Even experienced foremen of a Texas port were not aware that ammonium nitrate is not a safe substance. Hence the carelessness that led to the dire consequences.

On April 16, 1947, at 8 a.m., a fire was discovered and more than half of the city’s firefighters and reporters came to the scene. No one felt particularly threatened. To make matters worse, the captain at first made no attempt to flood the fire with water, he was sorry to spoil the valuable cargo. Intuition failed, and that’s what killed them.

At 9:12 a.m. it burst into flames. Eyewitnesses say that the “Grankan” and everyone who was near it went up in flames. The shock wave traveled onward, demolishing capital buildings, cars, oil rigs and ships in its path. Of those who were in the port at the time of the explosion, miraculously survived a few.
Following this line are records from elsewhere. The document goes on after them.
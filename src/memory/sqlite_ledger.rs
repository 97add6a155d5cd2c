//! SQLite 行动账本（rusqlite，同步）
//!
//! 表 actions 以 (session_id, sequence) 唯一；分配序号与插入在同一个 IMMEDIATE 事务内完成，
//! 多个连接（或多个进程）同时追加时由 SQLite 写锁串行化，等待上限为 BUSY_TIMEOUT。
//! 单个连接由 Mutex 串行化，保证同一 session 的读一定能看到之前的全部写入。

use std::path::Path;
use std::sync::Mutex;
use std::time::Duration;

use chrono::{DateTime, Utc};
use rusqlite::{params, Connection, TransactionBehavior};

use crate::core::LedgerError;
use crate::memory::{ActionLedger, ActionRecord};

const SCHEMA: &str = "
CREATE TABLE IF NOT EXISTS actions (
    id INTEGER PRIMARY KEY AUTOINCREMENT,
    sequence INTEGER NOT NULL,
    timestamp TEXT NOT NULL,
    tool TEXT NOT NULL,
    args TEXT NOT NULL,
    result TEXT,
    tokens_used INTEGER NOT NULL DEFAULT 0,
    session_id TEXT NOT NULL,
    UNIQUE (session_id, sequence)
);
CREATE INDEX IF NOT EXISTS idx_actions_session_sequence
    ON actions(session_id, sequence DESC);
";

/// 其他连接持有写锁时的最长等待
const BUSY_TIMEOUT: Duration = Duration::from_secs(5);

/// 数据库中的整数列转为无符号值；负数视为损坏
fn non_negative<T: TryFrom<i64>>(value: i64, what: &str) -> Result<T, LedgerError> {
    T::try_from(value).map_err(|_| LedgerError::Corrupt(format!("{what} {value}")))
}

/// 持久化账本：单连接 + Mutex
pub struct SqliteLedger {
    conn: Mutex<Connection>,
}

impl SqliteLedger {
    /// 打开（或创建）数据库文件并建表
    pub fn open(path: impl AsRef<Path>) -> Result<Self, LedgerError> {
        let conn = Connection::open(path)?;
        Self::from_connection(conn)
    }

    /// 内存数据库（测试用）
    pub fn open_in_memory() -> Result<Self, LedgerError> {
        Self::from_connection(Connection::open_in_memory()?)
    }

    fn from_connection(conn: Connection) -> Result<Self, LedgerError> {
        conn.busy_timeout(BUSY_TIMEOUT)?;
        conn.execute_batch(SCHEMA)?;
        Ok(Self {
            conn: Mutex::new(conn),
        })
    }
}

struct RawRow {
    sequence: i64,
    timestamp: String,
    tool: String,
    args: String,
    result: Option<String>,
    tokens: i64,
    session_id: String,
}

impl RawRow {
    fn into_record(self) -> Result<ActionRecord, LedgerError> {
        let timestamp = DateTime::parse_from_rfc3339(&self.timestamp)
            .map_err(|e| LedgerError::Corrupt(format!("timestamp '{}': {e}", self.timestamp)))?
            .with_timezone(&Utc);
        Ok(ActionRecord {
            sequence: non_negative(self.sequence, "sequence")?,
            timestamp,
            tool: self.tool,
            args_signature: self.args,
            result_summary: self.result.unwrap_or_default(),
            tokens_consumed: non_negative(self.tokens, "tokens_used")?,
            session_id: self.session_id,
        })
    }
}

impl ActionLedger for SqliteLedger {
    fn record(
        &self,
        tool: &str,
        args: &str,
        result: &str,
        tokens: u64,
        session_id: &str,
    ) -> Result<ActionRecord, LedgerError> {
        let mut conn = self.conn.lock().map_err(|_| LedgerError::Poisoned)?;
        let tx = conn.transaction_with_behavior(TransactionBehavior::Immediate)?;
        let last: i64 = tx.query_row(
            "SELECT COALESCE(MAX(sequence), 0) FROM actions WHERE session_id = ?1",
            params![session_id],
            |row| row.get(0),
        )?;
        let sequence = last + 1;
        let timestamp = Utc::now();
        tx.execute(
            "INSERT INTO actions (sequence, timestamp, tool, args, result, tokens_used, session_id)
             VALUES (?1, ?2, ?3, ?4, ?5, ?6, ?7)",
            params![
                sequence,
                timestamp.to_rfc3339(),
                tool,
                args,
                result,
                i64::try_from(tokens).unwrap_or(i64::MAX),
                session_id
            ],
        )?;
        tx.commit()?;

        Ok(ActionRecord {
            sequence: sequence as u64,
            timestamp,
            tool: tool.to_string(),
            args_signature: args.to_string(),
            result_summary: result.to_string(),
            tokens_consumed: tokens,
            session_id: session_id.to_string(),
        })
    }

    fn recent(&self, session_id: &str, n: usize) -> Result<Vec<ActionRecord>, LedgerError> {
        let conn = self.conn.lock().map_err(|_| LedgerError::Poisoned)?;
        let mut stmt = conn.prepare(
            "SELECT sequence, timestamp, tool, args, result, tokens_used, session_id
             FROM actions
             WHERE session_id = ?1
             ORDER BY sequence DESC
             LIMIT ?2",
        )?;
        let limit = i64::try_from(n).unwrap_or(i64::MAX);
        let rows = stmt
            .query_map(params![session_id, limit], |row| {
                Ok(RawRow {
                    sequence: row.get(0)?,
                    timestamp: row.get(1)?,
                    tool: row.get(2)?,
                    args: row.get(3)?,
                    result: row.get(4)?,
                    tokens: row.get(5)?,
                    session_id: row.get(6)?,
                })
            })?
            .collect::<Result<Vec<_>, _>>()?;
        rows.into_iter().map(RawRow::into_record).collect()
    }

    fn token_usage(&self, session_id: &str) -> Result<u64, LedgerError> {
        let conn = self.conn.lock().map_err(|_| LedgerError::Poisoned)?;
        let total: i64 = conn.query_row(
            "SELECT COALESCE(SUM(tokens_used), 0) FROM actions WHERE session_id = ?1",
            params![session_id],
            |row| row.get(0),
        )?;
        non_negative(total, "token total")
    }

    fn action_count(&self, session_id: &str) -> Result<usize, LedgerError> {
        let conn = self.conn.lock().map_err(|_| LedgerError::Poisoned)?;
        let count: i64 = conn.query_row(
            "SELECT COUNT(*) FROM actions WHERE session_id = ?1",
            params![session_id],
            |row| row.get(0),
        )?;
        non_negative(count, "action count")
    }
}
Explosion of the very first atomic bomb (restored video)
To do anything at this point was useless. Hell had broken loose. And that was just the beginning. Immediately, numerous oil refineries caught fire, covering the city in black smoke and flames. Almost the entire city blazed stinkingly into the night. And when all seemed to have subsided, two more ships, the Highflyer and the Wilson Keene, burst into flames at 1:00 a.m. The Highflyer and the Wilson Keene. On board was sulphur and the same saltpeter. It took three days to put out the countless deadly fires.

It didn’t take long to find out the cause of the explosion. It turned out that the blatant illiteracy of personnel and management led to the fact that the workers were quietly smoking at the loading of ammonium nitrate. And the saltpeter was packed in trivial paper bags instead of fireproof boxes.
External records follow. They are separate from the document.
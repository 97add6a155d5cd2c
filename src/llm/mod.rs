//! LLM 层：客户端抽象与 Mock 实现

pub mod mock;
pub mod traits;

pub use mock::{MockBehavior, MockLlmClient};
pub use traits::{LlmClient, LlmResponse, ToolCall};
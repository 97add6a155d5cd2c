//! 循环检测：对最近若干条签名（最新在前）识别精确重复与 2/3 周期振荡
//!
//! 检查顺序固定：精确重复 > 2-周期 > 3-周期。同时满足重复与周期条件时必须报告精确重复。
//! 历史条数少于阈值（或为空）时一律不报告，不会出错。
//!
//! 工具相同但参数签名不同的两条记录永远不算循环，即使语义上冗余。

use std::fmt;

use serde::Serialize;

use crate::memory::Signature;

/// 默认检测窗口
pub const DEFAULT_WINDOW: usize = 5;
/// 默认最少重复次数
pub const DEFAULT_THRESHOLD: usize = 3;

/// 2-周期最多向后确认的条目数
const TWO_CYCLE_SCAN: usize = 6;

#[derive(Clone, Copy, Debug, PartialEq, Eq, Serialize)]
#[serde(rename_all = "snake_case")]
pub enum LoopPattern {
    /// A → A → A
    ExactRepeat,
    /// A → B → A → B 或 A → B → C → A → B → C
    Cycle,
}

impl fmt::Display for LoopPattern {
    fn fmt(&self, f: &mut fmt::Formatter<'_>) -> fmt::Result {
        match self {
            LoopPattern::ExactRepeat => write!(f, "EXACT_REPEAT"),
            LoopPattern::Cycle => write!(f, "CYCLE"),
        }
    }
}

/// 检测结果
#[derive(Clone, Debug, Serialize)]
pub struct LoopDetection {
    pub pattern: LoopPattern,
    pub confidence: f64,
    pub description: String,
    /// 构成循环的签名（最新在前）
    pub sequence: Vec<Signature>,
    /// 精确重复时：被重复的签名
    pub repeated: Option<Signature>,
    /// 精确重复：连续长度；周期：确认的完整周期数
    pub repetitions: usize,
    /// 周期长度（精确重复为 1）
    pub period: usize,
}

/// 纯函数式检测器，只持有窗口与阈值
#[derive(Clone, Debug)]
pub struct LoopDetector {
    window: usize,
    threshold: usize,
}

impl Default for LoopDetector {
    fn default() -> Self {
        Self::new(DEFAULT_WINDOW, DEFAULT_THRESHOLD)
    }
}

impl LoopDetector {
    /// threshold 低于 2 时按 2 处理（单条记录不构成重复）
    pub fn new(window: usize, threshold: usize) -> Self {
        Self {
            window,
            threshold: threshold.max(2),
        }
    }

    pub fn window(&self) -> usize {
        self.window
    }

    pub fn threshold(&self) -> usize {
        self.threshold
    }

    /// 对最新在前的签名列表做检测；只看前 window 条
    pub fn detect(&self, signatures: &[Signature]) -> Option<LoopDetection> {
        let sigs = &signatures[..signatures.len().min(self.window)];
        if sigs.len() < self.threshold {
            return None;
        }
        self.exact_repeat(sigs)
            .or_else(|| two_cycle(sigs))
            .or_else(|| three_cycle(sigs))
    }

    fn exact_repeat(&self, sigs: &[Signature]) -> Option<LoopDetection> {
        let first = sigs.first()?;
        let run = sigs.iter().take_while(|s| *s == first).count();
        if run < self.threshold {
            return None;
        }
        Some(LoopDetection {
            pattern: LoopPattern::ExactRepeat,
            confidence: 1.0,
            description: format!("Exact repetition: {first} x {run}"),
            sequence: sigs[..run].to_vec(),
            repeated: Some(first.clone()),
            repetitions: run,
            period: 1,
        })
    }
}

fn two_cycle(sigs: &[Signature]) -> Option<LoopDetection> {
    if sigs.len() < 4 {
        return None;
    }
    if !(sigs[0] == sigs[2] && sigs[1] == sigs[3] && sigs[0] != sigs[1]) {
        return None;
    }

    let limit = (sigs.len() - 1).min(TWO_CYCLE_SCAN);
    let cycles = (0..limit)
        .step_by(2)
        .take_while(|&i| sigs[i] == sigs[0] && sigs[i + 1] == sigs[1])
        .count();
    if cycles < 2 {
        return None;
    }

    Some(LoopDetection {
        pattern: LoopPattern::Cycle,
        confidence: 0.9,
        description: format!(
            "2-cycle: {} <-> {} ({} cycles)",
            sigs[0].tool, sigs[1].tool, cycles
        ),
        sequence: sigs[..cycles * 2].to_vec(),
        repeated: None,
        repetitions: cycles,
        period: 2,
    })
}

fn three_cycle(sigs: &[Signature]) -> Option<LoopDetection> {
    if sigs.len() < 6 || sigs[0..3] != sigs[3..6] {
        return None;
    }
    if sigs[0] == sigs[1] && sigs[1] == sigs[2] {
        return None;
    }
    Some(LoopDetection {
        pattern: LoopPattern::Cycle,
        confidence: 0.85,
        description: format!(
            "3-cycle: {} -> {} -> {}",
            sigs[0].tool, sigs[1].tool, sigs[2].tool
        ),
        sequence: sigs[..6].to_vec(),
        repeated: None,
        repetitions: 2,
        period: 3,
    })
}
A dropped cigarette butt sent 1,500 people to heaven, more than a third of whom died in the first explosion. The city was two-thirds destroyed, the port entirely. Three kilometers from the point of explosion were found multi-ton cast-iron machines and ship engines. The debris was demolished by cars and passing small airplanes. A disaster on an unprecedented scale for America.

It is noteworthy that a year before, a similar accident almost destroyed the Soviet port of Nakhodka: the cargo of the steamship Dalstroy detonated, killing more than a hundred people on July 24, 1946.